Let me preface this by saying I'm a medical practitioner, and I read the story He has a written report of he cardiac ultrasound, and he has a written report of it. The data he wants are the 'still images' of his ultrasound. An ultrasound is a live, dynamic test that looks at the heart as it moves, its not like an xray or CT where a single image gives you the data you want. While single images are often recorded (mostly medico-legially I believe), at the end of the day, he wants to compare some still images from his cardiac ultrasound taken 10 years ago to the images taken recently. Not worth doing, exceeding rare that 'any' useful comparison could be made. I agree there is no need to store TB's of data for ultrasounds, though the fact that they still have it is interesting in itself!
It's not the patient's fault the information is stored on an inaccessible system, so why should he pay for the problem created by the IT department. I would sue the company for not storing the information properly..
He knew better; just keep the records on post cards in sleeve jackets.
The other 'funny' thing about Doc Martin to this USian: no patient ever breaks down in tears, wailing "I can't afford this!!" Sigh.

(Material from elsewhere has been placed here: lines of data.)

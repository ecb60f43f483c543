//! Tool trait definition

use async_trait::async_trait;
use chat_core::Result;
use serde_json::Value;

/// Trait for tools that agents can execute
///
/// Tools are external capabilities an agent can invoke while generating a
/// response. Each tool provides a name, description, and JSON schema for
/// its input.
#[async_trait]
pub trait Tool: Send + Sync {
    /// Execute the tool with given parameters
    ///
    /// # Arguments
    ///
    /// * `params` - Tool input as JSON value (should match input_schema)
    ///
    /// # Returns
    ///
    /// Tool output as JSON value
    async fn execute(&self, params: Value) -> Result<Value>;

    /// Get the tool's name
    ///
    /// Must be unique within a ToolRegistry and match the name in ToolDefinition
    fn name(&self) -> &str;

    /// Get the tool's description
    ///
    /// This description helps the LLM understand when to use this tool
    fn description(&self) -> &str;

    /// Get the tool's input schema (JSON Schema format)
    ///
    /// Describes the parameters this tool expects. The LLM uses this schema
    /// to generate valid tool calls.
    fn input_schema(&self) -> Value;
}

They are still using XP up here....although Win 7 can still access it. There's is probably on some old mini. Don't forget that medical records (in the US) are supposed to be inaccessible to the outside world which would mean encryption if properly done. Actually, they finished up one system about a year ago and it too was XP. Hopefully Win 8 can still access NTSF, but it looks like about time to drop the dual boot and just stick with LINUX. OTOH I'd prefer they didn't update quite so often.
his copy will cost him £2,000 because the records are stored on an obsolete system that the current IT systems cannot access.
Paper copies? At £0.10/page that would only be 20,000 pages.